**WHAT IS BEING ASKED**
Please filter the entries for the word "answered" and copy every line that has it.

INFORMATION GIVEN Start Marker

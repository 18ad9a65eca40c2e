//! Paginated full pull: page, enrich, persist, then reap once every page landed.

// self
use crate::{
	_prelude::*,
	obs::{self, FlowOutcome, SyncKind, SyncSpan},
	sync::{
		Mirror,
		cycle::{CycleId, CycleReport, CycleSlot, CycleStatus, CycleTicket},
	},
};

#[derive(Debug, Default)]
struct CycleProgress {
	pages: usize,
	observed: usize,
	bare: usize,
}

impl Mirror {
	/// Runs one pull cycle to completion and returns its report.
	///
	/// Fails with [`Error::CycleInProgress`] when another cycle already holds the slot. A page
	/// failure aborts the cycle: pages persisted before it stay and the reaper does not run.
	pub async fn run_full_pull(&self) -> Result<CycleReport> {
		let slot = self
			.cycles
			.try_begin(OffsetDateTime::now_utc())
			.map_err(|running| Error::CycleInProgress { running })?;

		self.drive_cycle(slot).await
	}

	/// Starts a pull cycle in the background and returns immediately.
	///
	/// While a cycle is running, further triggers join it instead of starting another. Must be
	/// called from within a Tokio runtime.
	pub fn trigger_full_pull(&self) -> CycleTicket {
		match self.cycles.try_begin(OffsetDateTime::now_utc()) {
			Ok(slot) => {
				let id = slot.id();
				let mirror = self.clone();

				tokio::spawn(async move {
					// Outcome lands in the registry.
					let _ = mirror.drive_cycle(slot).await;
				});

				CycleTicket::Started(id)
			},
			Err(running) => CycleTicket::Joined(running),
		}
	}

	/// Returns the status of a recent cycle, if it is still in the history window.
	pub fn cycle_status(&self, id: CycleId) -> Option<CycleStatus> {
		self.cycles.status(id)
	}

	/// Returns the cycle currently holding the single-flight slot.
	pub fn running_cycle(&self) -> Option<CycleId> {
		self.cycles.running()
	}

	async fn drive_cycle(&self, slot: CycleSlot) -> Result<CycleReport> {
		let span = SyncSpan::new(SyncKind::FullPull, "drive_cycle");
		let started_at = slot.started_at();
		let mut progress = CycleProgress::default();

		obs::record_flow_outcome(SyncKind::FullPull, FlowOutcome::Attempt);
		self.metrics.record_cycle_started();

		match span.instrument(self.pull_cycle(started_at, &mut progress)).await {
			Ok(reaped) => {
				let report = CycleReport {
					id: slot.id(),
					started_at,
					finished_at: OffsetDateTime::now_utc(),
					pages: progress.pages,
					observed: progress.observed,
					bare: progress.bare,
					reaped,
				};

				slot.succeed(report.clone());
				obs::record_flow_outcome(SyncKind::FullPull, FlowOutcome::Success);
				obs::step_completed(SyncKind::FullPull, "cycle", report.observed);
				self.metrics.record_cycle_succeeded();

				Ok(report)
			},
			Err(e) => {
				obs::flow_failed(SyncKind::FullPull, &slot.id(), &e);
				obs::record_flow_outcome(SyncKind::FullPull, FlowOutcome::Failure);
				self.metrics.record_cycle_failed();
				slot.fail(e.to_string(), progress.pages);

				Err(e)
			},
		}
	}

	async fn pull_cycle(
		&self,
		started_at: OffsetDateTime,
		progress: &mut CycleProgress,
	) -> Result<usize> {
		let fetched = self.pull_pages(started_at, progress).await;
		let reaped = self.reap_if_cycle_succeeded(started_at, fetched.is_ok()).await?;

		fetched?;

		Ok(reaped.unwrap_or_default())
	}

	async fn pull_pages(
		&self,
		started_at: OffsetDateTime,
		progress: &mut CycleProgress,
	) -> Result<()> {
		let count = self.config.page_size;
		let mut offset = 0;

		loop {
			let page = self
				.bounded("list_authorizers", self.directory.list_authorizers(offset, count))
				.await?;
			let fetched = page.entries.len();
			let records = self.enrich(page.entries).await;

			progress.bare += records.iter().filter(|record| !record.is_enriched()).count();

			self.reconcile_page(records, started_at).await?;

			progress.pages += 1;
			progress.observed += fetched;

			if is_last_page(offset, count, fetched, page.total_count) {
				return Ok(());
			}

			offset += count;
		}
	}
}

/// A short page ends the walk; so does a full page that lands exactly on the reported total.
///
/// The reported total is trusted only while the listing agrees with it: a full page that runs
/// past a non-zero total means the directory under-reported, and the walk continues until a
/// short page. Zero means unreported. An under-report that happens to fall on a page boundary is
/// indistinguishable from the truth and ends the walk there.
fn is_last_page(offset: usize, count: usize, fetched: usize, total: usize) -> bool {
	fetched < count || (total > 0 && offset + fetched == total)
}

INFORMATION GIVEN End Marker
INFORMATION GIVEN Start Marker

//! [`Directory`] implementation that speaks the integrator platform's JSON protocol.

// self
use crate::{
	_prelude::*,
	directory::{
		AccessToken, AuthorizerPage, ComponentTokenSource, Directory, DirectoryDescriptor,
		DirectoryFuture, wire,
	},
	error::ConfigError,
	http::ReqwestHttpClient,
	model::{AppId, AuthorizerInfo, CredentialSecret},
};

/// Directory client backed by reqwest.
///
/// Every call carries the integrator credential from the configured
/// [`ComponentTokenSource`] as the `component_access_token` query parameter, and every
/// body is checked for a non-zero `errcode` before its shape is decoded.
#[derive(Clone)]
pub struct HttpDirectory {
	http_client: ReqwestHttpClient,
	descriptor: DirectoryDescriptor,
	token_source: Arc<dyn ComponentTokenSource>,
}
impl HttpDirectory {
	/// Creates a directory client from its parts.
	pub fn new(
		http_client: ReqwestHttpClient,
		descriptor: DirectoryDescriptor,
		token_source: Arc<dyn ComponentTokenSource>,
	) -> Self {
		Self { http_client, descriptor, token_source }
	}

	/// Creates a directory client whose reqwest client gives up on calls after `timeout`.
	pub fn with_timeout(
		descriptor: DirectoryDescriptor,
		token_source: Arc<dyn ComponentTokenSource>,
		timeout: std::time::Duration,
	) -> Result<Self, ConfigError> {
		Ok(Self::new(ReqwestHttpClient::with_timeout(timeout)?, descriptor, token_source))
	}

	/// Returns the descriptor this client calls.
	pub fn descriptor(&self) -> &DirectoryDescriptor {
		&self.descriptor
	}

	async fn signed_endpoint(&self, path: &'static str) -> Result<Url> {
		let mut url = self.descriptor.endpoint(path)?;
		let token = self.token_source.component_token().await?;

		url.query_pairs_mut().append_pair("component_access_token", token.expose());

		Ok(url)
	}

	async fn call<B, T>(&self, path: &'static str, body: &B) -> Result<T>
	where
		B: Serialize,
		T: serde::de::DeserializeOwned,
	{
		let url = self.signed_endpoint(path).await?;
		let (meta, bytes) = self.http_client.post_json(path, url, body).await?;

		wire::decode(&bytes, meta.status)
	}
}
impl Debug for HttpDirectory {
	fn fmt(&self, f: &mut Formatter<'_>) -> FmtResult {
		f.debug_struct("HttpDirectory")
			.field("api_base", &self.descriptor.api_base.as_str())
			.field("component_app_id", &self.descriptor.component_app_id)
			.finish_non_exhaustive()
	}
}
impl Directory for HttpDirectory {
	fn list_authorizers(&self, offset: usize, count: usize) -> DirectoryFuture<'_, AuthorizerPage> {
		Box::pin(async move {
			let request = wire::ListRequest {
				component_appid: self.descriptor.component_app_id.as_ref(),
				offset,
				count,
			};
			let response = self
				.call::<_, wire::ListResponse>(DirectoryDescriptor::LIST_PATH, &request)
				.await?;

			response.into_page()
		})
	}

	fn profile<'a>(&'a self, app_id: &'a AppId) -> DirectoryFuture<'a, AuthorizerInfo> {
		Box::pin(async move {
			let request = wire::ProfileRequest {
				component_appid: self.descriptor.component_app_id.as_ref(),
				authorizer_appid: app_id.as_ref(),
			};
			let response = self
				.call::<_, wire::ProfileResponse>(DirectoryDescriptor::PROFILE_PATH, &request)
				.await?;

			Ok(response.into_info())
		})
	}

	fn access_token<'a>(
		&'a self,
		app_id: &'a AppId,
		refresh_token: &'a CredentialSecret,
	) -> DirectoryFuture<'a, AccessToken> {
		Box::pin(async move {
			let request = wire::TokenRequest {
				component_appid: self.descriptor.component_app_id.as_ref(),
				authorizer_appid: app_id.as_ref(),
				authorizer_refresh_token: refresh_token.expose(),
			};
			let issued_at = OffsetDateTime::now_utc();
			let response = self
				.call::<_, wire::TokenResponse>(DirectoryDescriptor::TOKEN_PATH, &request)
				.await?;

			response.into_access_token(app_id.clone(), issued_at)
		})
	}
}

INFORMATION GIVEN End Marker
INFORMATION GIVEN Start Marker

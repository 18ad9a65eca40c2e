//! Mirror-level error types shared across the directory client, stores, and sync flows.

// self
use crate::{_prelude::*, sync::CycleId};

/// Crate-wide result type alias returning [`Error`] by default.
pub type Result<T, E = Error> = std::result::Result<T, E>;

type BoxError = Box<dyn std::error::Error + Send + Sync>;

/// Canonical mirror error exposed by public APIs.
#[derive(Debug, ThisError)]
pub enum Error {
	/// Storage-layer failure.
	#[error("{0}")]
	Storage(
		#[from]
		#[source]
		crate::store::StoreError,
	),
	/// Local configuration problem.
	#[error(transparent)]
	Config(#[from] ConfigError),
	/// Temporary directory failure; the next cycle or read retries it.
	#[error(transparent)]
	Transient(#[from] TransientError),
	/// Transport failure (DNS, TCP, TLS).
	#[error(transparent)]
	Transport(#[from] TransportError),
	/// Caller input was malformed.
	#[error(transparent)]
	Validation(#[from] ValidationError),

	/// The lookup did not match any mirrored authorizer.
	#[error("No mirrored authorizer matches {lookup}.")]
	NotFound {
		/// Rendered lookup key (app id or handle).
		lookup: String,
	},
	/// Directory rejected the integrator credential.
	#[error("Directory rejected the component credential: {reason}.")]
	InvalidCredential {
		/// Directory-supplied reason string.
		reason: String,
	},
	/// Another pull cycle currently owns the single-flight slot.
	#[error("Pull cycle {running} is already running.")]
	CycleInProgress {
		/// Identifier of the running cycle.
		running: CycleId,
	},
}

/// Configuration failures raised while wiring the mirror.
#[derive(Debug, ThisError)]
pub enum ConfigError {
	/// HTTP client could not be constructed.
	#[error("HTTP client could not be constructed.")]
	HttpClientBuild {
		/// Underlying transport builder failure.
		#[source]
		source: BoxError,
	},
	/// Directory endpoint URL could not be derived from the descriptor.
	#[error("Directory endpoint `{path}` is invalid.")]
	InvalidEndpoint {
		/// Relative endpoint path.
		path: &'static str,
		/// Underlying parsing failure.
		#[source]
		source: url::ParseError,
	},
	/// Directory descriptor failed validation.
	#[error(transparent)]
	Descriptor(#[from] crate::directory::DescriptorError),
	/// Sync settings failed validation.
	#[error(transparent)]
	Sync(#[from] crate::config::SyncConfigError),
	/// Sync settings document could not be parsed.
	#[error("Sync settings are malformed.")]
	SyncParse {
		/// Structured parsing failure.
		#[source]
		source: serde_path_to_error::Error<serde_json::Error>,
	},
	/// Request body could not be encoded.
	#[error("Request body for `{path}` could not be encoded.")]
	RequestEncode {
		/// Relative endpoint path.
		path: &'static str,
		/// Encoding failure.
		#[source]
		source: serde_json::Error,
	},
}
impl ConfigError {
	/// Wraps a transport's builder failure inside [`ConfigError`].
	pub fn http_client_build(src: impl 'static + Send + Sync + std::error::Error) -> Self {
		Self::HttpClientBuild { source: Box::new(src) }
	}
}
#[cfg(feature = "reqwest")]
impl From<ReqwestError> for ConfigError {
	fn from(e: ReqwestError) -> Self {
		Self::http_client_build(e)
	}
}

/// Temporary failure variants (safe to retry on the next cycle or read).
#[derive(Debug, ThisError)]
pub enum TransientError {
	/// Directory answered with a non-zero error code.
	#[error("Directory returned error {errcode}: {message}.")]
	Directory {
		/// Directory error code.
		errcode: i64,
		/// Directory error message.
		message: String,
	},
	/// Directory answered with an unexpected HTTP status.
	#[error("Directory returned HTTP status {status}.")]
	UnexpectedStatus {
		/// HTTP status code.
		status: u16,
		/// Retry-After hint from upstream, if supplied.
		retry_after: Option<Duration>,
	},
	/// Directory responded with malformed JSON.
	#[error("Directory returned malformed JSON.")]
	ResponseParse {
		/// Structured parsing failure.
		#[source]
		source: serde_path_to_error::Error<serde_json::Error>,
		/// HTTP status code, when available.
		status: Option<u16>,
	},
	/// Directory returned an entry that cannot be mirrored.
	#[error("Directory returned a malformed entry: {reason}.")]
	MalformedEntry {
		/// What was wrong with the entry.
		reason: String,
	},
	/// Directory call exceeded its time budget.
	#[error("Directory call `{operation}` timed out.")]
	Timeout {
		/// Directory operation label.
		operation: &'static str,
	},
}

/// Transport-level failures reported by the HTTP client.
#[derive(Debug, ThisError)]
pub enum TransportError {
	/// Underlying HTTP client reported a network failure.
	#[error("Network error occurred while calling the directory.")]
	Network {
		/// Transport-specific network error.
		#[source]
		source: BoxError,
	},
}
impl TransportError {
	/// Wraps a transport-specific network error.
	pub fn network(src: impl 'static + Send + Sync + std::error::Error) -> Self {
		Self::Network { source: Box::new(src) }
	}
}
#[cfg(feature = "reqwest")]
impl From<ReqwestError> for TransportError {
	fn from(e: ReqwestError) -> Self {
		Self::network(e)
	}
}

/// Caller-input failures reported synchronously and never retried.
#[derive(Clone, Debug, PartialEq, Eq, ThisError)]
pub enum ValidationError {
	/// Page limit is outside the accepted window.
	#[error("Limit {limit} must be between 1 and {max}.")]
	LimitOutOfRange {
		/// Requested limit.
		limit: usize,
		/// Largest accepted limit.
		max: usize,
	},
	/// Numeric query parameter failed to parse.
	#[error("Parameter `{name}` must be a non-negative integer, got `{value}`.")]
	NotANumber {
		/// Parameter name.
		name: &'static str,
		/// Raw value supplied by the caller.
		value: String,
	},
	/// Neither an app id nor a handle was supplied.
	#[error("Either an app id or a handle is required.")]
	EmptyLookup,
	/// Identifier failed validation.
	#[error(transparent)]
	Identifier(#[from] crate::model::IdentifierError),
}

INFORMATION GIVEN End Marker

**WRITTEN ANSWER**
	/// Directory answered with a non-zero error code.
	/// Directory answered with an unexpected HTTP status.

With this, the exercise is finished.